Search Engine

This project is a search engine designed to index a corpus of web pages and provide efficient search capabilities. It utilizes various algorithms and techniques to rank search results based on relevance, including the PageRank algorithm and cosine similarity.

Features

  • 🌐 Efficient indexing of web pages
  • 🔍 Advanced search capabilities with multi-word query handling
  • 📄 Support for HTML content extraction, including titles and descriptions
  • 📊 Proximity scoring to enhance search relevance
  • 📦 Batch processing for indexing multiple documents
  • 🔄 PageRank algorithm for ranking search results
  • 🧠 Cosine similarity calculation for improved result accuracy
  • 🔒 Easy setup with Streamlit for a user-friendly interface

Table of Contents

Installation

Prerequisites

  • Python 3.9 or higher
  • Required Python packages: Streamlit, BeautifulSoup, NLTK, SpaCy, NumPy

Installing Dependencies

You can install the required packages using pip:

pip install streamlit beautifulsoup4 nltk spacy numpy
python -m spacy download en_core_web_sm

Running the Application

  1. Clone the repository:

    git clone https://github.com/yourusername/search-engine.git
    cd search-engine
  2. Run the application:

    streamlit run main.py

Usage

Web Interface

Once the server is running, you can access the search engine through your web browser at http://localhost:8501. You can generate an index and perform searches directly from the interface.

Indexing Documents

To index documents, place your HTML files in the webpages/WEBPAGES_RAW/ directory. The application will read and index these files when you click the "Generate Index" button.

API Endpoints

The search engine provides a simple web interface for interaction. For detailed API documentation, refer to the source code in search.py and index.py.

Configuration

The search engine can be configured by modifying the source code. Key parameters include:

  • NUM_DOCS_TO_INDEX: Set the number of documents to index (default: 50).
  • documents: A JSON file mapping document IDs to URLs.

Development

To set up the development environment:

  1. Install Python and pip: https://www.python.org/downloads/
  2. Clone the repository and navigate to the project directory.
  3. Install dependencies: pip install -r requirements.txt
  4. Run the application: streamlit run main.py

Testing

To run the test suite, you can create unit tests in a separate test file and execute them using:

pytest

Explanation of Key Concepts

Word Position and Proximity Scoring

The relevance of search terms is influenced by their proximity within the text. When words are located close to each other, they are deemed more relevant to the search query. The proximity score is calculated as the inverse of the average distance between consecutive occurrences of the same term, ensuring that closely placed terms receive higher relevance.

Compiling Query Results

The search engine utilizes an index to identify documents containing the search terms. Documents are ranked based on the frequency of term occurrences, with the PageRank algorithm further refining the ranking to prioritize more authoritative sources.

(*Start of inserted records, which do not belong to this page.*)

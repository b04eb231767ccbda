use std::path::PathBuf;

use anyhow::{anyhow, Result};

pub const DATA_DIR_ENV: &str = "WHISPERLITE_DATA_DIR";

pub fn data_dir() -> Result<PathBuf> {
    if let Ok(p) = std::env::var(DATA_DIR_ENV) {
        if !p.trim().is_empty() {
            return Ok(PathBuf::from(p));
        }
    }
    // Dev default: <repo-root>/tmp/whisperlite-data
    let dir = PathBuf::from(env!("CARGO_MANIFEST_DIR"));
    let root = dir
        .ancestors()
        .nth(2)
        .ok_or_else(|| anyhow!("failed to locate repo root"))?;
    Ok(root.join("tmp").join("whisperlite-data"))
}
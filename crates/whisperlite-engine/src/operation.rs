use std::marker::PhantomData;

use anyhow::Result;

use crate::job::CancelFlag;

/// The delegated work a job runs.
///
/// `setup` acquires whatever the unit of work needs (a loaded model, an
/// accelerator context) and cannot be cancelled. `run` is the single
/// uninterruptible unit of work; it receives the cancellation flag but the
/// runner never assumes it looks at it. `release` is called exactly once after
/// the job ends, whatever the outcome, including when `setup` failed.
pub trait Operation<I>: Send + 'static {
    type Output: Send + 'static;

    fn setup(&mut self, _input: &I, _report: &mut dyn FnMut(String)) -> Result<()> {
        Ok(())
    }

    fn run(&mut self, input: &I, cancel: &CancelFlag) -> Result<Self::Output>;

    fn release(&mut self) {}
}

/// An [`Operation`] with no setup or resources, built from a closure.
pub struct FnOperation<F, I, T> {
    f: F,
    _sig: PhantomData<fn(&I) -> T>,
}

pub fn from_fn<I, T, F>(f: F) -> FnOperation<F, I, T>
where
    F: FnMut(&I, &CancelFlag) -> Result<T> + Send + 'static,
    T: Send + 'static,
{
    FnOperation {
        f,
        _sig: PhantomData,
    }
}

impl<I, T, F> Operation<I> for FnOperation<F, I, T>
where
    F: FnMut(&I, &CancelFlag) -> Result<T> + Send + 'static,
    I: 'static,
    T: Send + 'static,
{
    type Output = T;

    fn run(&mut self, input: &I, cancel: &CancelFlag) -> Result<T> {
        (self.f)(input, cancel)
    }
}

Handling Multi-Word Queries

For multi-word queries, the search engine breaks down the input into individual words and searches for each in the index. Documents are ranked based on the number of matches for each word, with higher scores for documents containing all query terms.

Anchor Words

When a document contains links to another, the anchor text (the clickable text in a hyperlink) is added to the target document's index. This enhances the relevance of the linked document, as it reflects how other pages describe it.

PageRank Algorithm

The PageRank algorithm assesses the importance of web pages based on the number of incoming links from other pages. The more links a page receives, the higher its rank, indicating greater authority. The algorithm constructs an adjacency matrix to represent links between documents and iteratively calculates scores until convergence.

Cosine Similarity

Cosine similarity measures the similarity between two vectors, typically representing term frequencies in documents. It is calculated as the dot product of the vectors divided by the product of their magnitudes. This metric helps determine how closely related a document is to a search query.

Advanced Features

The project implements zlib for data compression, significantly reducing storage requirements. A user-friendly interface is created using Streamlit, allowing for easy interaction with the search engine. Additionally, multithreading is employed to expedite index generation, enhancing overall performance.

To Run the Program

  1. Install Streamlit and other dependencies:

    pip install streamlit spacy
  2. Run the program:

    streamlit run main.py
  3. In your browser:

    • Click "Generate Index" to create the index.
    • Enter your query in the search bar and click "Search".
  4. Ensure you have SpaCy installed and the English language model downloaded:

    pip install spacy
    python -m spacy download en_core_web_sm

Outputted Files

The program generates the following files in the index/ directory:

  1. index.txt — The uncompressed index of terms.
  2. index.txt.zz — The zlib-compressed index of terms.
  3. docs_metadata.json — Contains the title and description of each document, extracted during indexing.
  4. document_tfs.json — Stores the term frequency of each document for cosine similarity calculations.

Testing Cases

  • For lemmatization: "run" and "ran" yield the same result.
  • Case sensitivity: "IrviNe" and "irvine" are treated as different terms.

License

This project is released under the MIT License. See the LICENSE file for details.